The World Health Organization (WHO) and UNICEF on Wednesday warned of an “alarming decline” in the number of children receiving life-saving vaccines around the world due to disruptions caused by the COVID-19 pandemic.
The UN agencies called for immediate efforts to vaccinate children, as new data shows that vaccine coverage stalled at 85% for nearly a decade before the pandemic, with 14 million unvaccinated infants yearly.
“Vaccines are one of the most powerful tools in the history of public health and more children are now being immunized than ever before,” said WHO chief Dr. Tedros Adhanom Ghebreyesus.
“But the pandemic has put those gains at risk. The avoidable suffering and death caused by children missing out on routine immunizations could be far greater than COVID-19 itself.”
Tedros said vaccines could be delivered safely even during the pandemic, and the WHO is urging countries to ensure these essential life-saving programs continue.
“COVID-19 has made previously routine vaccination a daunting challenge,” said UNICEF Executive Director Henrietta Fore.

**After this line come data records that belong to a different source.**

// Copyright (c) 2024-2026 Martin Schröder <info@swedishembedded.com>
//
// SPDX-License-Identifier: Apache-2.0
use serde::{Deserialize, Serialize};

/// Message author role.
#[derive(Debug, Clone, Copy, PartialEq, Eq, Serialize, Deserialize)]
#[serde(rename_all = "lowercase")]
pub enum Role {
    System,
    User,
    Assistant,
    Tool,
}

/// A single message in the conversation sent to the provider.
#[derive(Debug, Clone, Serialize, Deserialize)]
pub struct ChatMessage {
    pub role: Role,
    pub content: String,
    /// Set on `Role::Tool` messages: the id of the call being answered
    #[serde(default, skip_serializing_if = "Option::is_none")]
    pub tool_call_id: Option<String>,
}

impl ChatMessage {
    pub fn system(text: impl Into<String>) -> Self {
        Self {
            role: Role::System,
            content: text.into(),
            tool_call_id: None,
        }
    }

    pub fn user(text: impl Into<String>) -> Self {
        Self {
            role: Role::User,
            content: text.into(),
            tool_call_id: None,
        }
    }

    pub fn assistant(text: impl Into<String>) -> Self {
        Self {
            role: Role::Assistant,
            content: text.into(),
            tool_call_id: None,
        }
    }

    pub fn tool_result(call_id: impl Into<String>, content: impl Into<String>) -> Self {
        Self {
            role: Role::Tool,
            content: content.into(),
            tool_call_id: Some(call_id.into()),
        }
    }
}

/// A tool definition forwarded to the provider.
#[derive(Debug, Clone, Serialize, Deserialize)]
pub struct ToolSchema {
    pub name: String,
    pub description: String,
    pub parameters: serde_json::Value,
}

/// A tool invocation requested by the model.
#[derive(Debug, Clone, Serialize, Deserialize)]
pub struct FunctionCall {
    /// Opaque id assigned by the provider, forwarded back with the result
    pub id: String,
    pub name: String,
    pub arguments: serde_json::Value,
}

/// One completion request.  Streaming is not part of this port; callers
/// that need it wrap the provider behind their own adapter.
#[derive(Debug, Clone, Default)]
pub struct ChatRequest {
    pub messages: Vec<ChatMessage>,
    pub tools: Vec<ToolSchema>,
    pub temperature: Option<f32>,
}

/// The provider's reply: free text, tool calls, or both.
#[derive(Debug, Clone, Default)]
pub struct ChatResponse {
    pub content: Option<String>,
    pub tool_calls: Vec<FunctionCall>,
}

impl ChatResponse {
    pub fn text(content: impl Into<String>) -> Self {
        Self {
            content: Some(content.into()),
            tool_calls: Vec::new(),
        }
    }

    pub fn tool_call(
        id: impl Into<String>,
        name: impl Into<String>,
        arguments: serde_json::Value,
    ) -> Self {
        Self {
            content: None,
            tool_calls: vec![FunctionCall {
                id: id.into(),
                name: name.into(),
                arguments,
            }],
        }
    }
}

// ─── Unit tests ──────────────────────────────────────────────────────────────

#[cfg(test)]
mod tests {
    use super::*;

    #[test]
    fn tool_result_carries_call_id() {
        let m = ChatMessage::tool_result("call_1", "ok");
        assert_eq!(m.role, Role::Tool);
        assert_eq!(m.tool_call_id.as_deref(), Some("call_1"));
    }

    #[test]
    fn plain_messages_skip_call_id_in_json() {
        let m = ChatMessage::user("hej");
        let json = serde_json::to_string(&m).unwrap();
        assert!(!json.contains("tool_call_id"));
    }

    #[test]
    fn role_serializes_lowercase() {
        assert_eq!(
            serde_json::to_string(&Role::Assistant).unwrap(),
            "\"assistant\""
        );
    }
}
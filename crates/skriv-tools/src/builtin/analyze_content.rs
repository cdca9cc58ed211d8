// Copyright (c) 2024-2026 Martin Schröder <info@swedishembedded.com>
//
// SPDX-License-Identifier: MIT
use async_trait::async_trait;
use serde_json::{json, Value};

use crate::context::ToolContext;
use crate::tool::{Tool, ToolCall, ToolOutput};

/// Cheap structural analysis of raw message content: size, links, headings.
/// Gives the model something to anchor categorisation on before it commits
/// to a note structure.
pub struct AnalyzeContentTool;

#[async_trait]
impl Tool for AnalyzeContentTool {
    fn name(&self) -> &str {
        "analyze_content"
    }

    fn description(&self) -> &str {
        "Analyze a block of text before deciding how to store it: returns line, \
         word and character counts, the URLs it contains, and any markdown \
         headings. Pass the raw content as 'content'."
    }

    fn parameters_schema(&self) -> Value {
        json!({
            "type": "object",
            "properties": {
                "content": { "type": "string", "description": "Raw text to analyze" }
            },
            "required": ["content"]
        })
    }

    async fn execute(&self, call: &ToolCall, _ctx: &ToolContext) -> ToolOutput {
        let content = match call.str_arg("content") {
            Ok(c) => c,
            Err(out) => return out,
        };

        let lines = content.lines().count();
        let words = content.split_whitespace().count();
        let urls: Vec<&str> = content
            .split_whitespace()
            .filter(|w| w.starts_with("http://") || w.starts_with("https://"))
            .collect();
        let headings: Vec<&str> = content
            .lines()
            .filter(|l| l.trim_start().starts_with('#'))
            .map(str::trim)
            .collect();

        let mut report = format!(
            "lines: {lines}\nwords: {words}\nchars: {}\n",
            content.chars().count()
        );
        if !urls.is_empty() {
            report.push_str(&format!("urls ({}):\n", urls.len()));
            for u in &urls {
                report.push_str(&format!("  {u}\n"));
            }
        }
        if !headings.is_empty() {
            report.push_str(&format!("headings ({}):\n", headings.len()));
            for h in &headings {
                report.push_str(&format!("  {h}\n"));
            }
        }
        ToolOutput::ok(&call.id, report)
    }
}
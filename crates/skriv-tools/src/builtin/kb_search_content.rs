// Copyright (c) 2024-2026 Martin Schröder <info@swedishembedded.com>
//
// SPDX-License-Identifier: MIT
use async_trait::async_trait;
use regex::RegexBuilder;
use serde_json::{json, Value};
use walkdir::WalkDir;

use crate::context::ToolContext;
use crate::tool::{Tool, ToolCall, ToolOutput};

const MAX_MATCHES: usize = 50;

/// Regex search through the text files of the KB, grep-style output
/// `path:line: text`.
pub struct KbSearchContentTool;

#[async_trait]
impl Tool for KbSearchContentTool {
    fn name(&self) -> &str {
        "kb_search_content"
    }

    fn description(&self) -> &str {
        "Search note contents with a regular expression. Returns matches as \
         'path:line: text', at most 50. Set 'case_sensitive' to true for exact \
         case matching."
    }

    fn parameters_schema(&self) -> Value {
        json!({
            "type": "object",
            "properties": {
                "pattern": { "type": "string", "description": "Regular expression" },
                "case_sensitive": { "type": "boolean", "description": "Default false" }
            },
            "required": ["pattern"]
        })
    }

    async fn execute(&self, call: &ToolCall, ctx: &ToolContext) -> ToolOutput {
        let pattern = match call.str_arg("pattern") {
            Ok(p) => p.to_string(),
            Err(out) => return out,
        };
        let case_sensitive = call
            .args
            .get("case_sensitive")
            .and_then(|v| v.as_bool())
            .unwrap_or(false);

        let re = match RegexBuilder::new(&pattern)
            .case_insensitive(!case_sensitive)
            .build()
        {
            Ok(re) => re,
            Err(e) => return ToolOutput::err(&call.id, format!("invalid pattern: {e}")),
        };

        let root = ctx.kb_root.clone();
        let matches = tokio::task::spawn_blocking(move || {
            let mut out = Vec::new();
            'files: for entry in WalkDir::new(&root)
                .min_depth(1)
                .sort_by_file_name()
                .into_iter()
                .filter_entry(|e| e.file_name() != ".git")
                .filter_map(Result::ok)
            {
                if !entry.file_type().is_file() {
                    continue;
                }
                let Ok(text) = std::fs::read_to_string(entry.path()) else {
                    continue; // binary or unreadable
                };
                let rel = entry
                    .path()
                    .strip_prefix(&root)
                    .unwrap_or(entry.path())
                    .display()
                    .to_string();
                for (lineno, line) in text.lines().enumerate() {
                    if re.is_match(line) {
                        out.push(format!("{rel}:{}: {}", lineno + 1, line.trim()));
                        if out.len() >= MAX_MATCHES {
                            break 'files;
                        }
                    }
                }
            }
            out
        })
        .await
        .unwrap_or_default();

        if matches.is_empty() {
            return ToolOutput::ok(&call.id, "no matches");
        }
        ToolOutput::ok(&call.id, matches.join("\n"))
    }
}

That is due to disruptions in the delivery and uptake of immunization services caused by the pandemic, she added.
New data by WHO and UNICEF shows that these disruptions threaten to reverse hard-won progress to reach more children and adolescents with a broader range of vaccines, which has already been hampered by a decade of stalling coverage.
The latest vaccine coverage estimates show that improvements such as the expansion of the HPV [human papillomavirus] vaccine to 106 countries and greater protection for children against more diseases are in danger of lapsing.
For example, preliminary data for the first four months of 2020 points to a substantial drop in the number of children completing three doses of the vaccine against diphtheria, tetanus, and pertussis (DTP3).
This is the first time in 28 years that the world could see a reduction in DTP3 coverage – the marker for immunization coverage within and across countries.
Due to the COVID-19 pandemic, at least 30 measles vaccination campaigns were at risk of being canceled, which could result in further outbreaks in 2020 and beyond.
A new survey was also recently conducted by UNICEF, WHO, and Gavi, the Vaccine Alliance, in collaboration with the US Centers for Disease Control and Prevention, the Sabin Vaccine Institute, and the US’ Johns Hopkins Bloomberg School of Public Health.
It found that three-quarters of the 82 countries that responded reported COVID-19 related disruptions in their immunization programs as of May 2020.
A statement said that many health workers are unavailable because of restrictions on travel, redeployment to COVID-19 response duties, and a lack of protective equipment.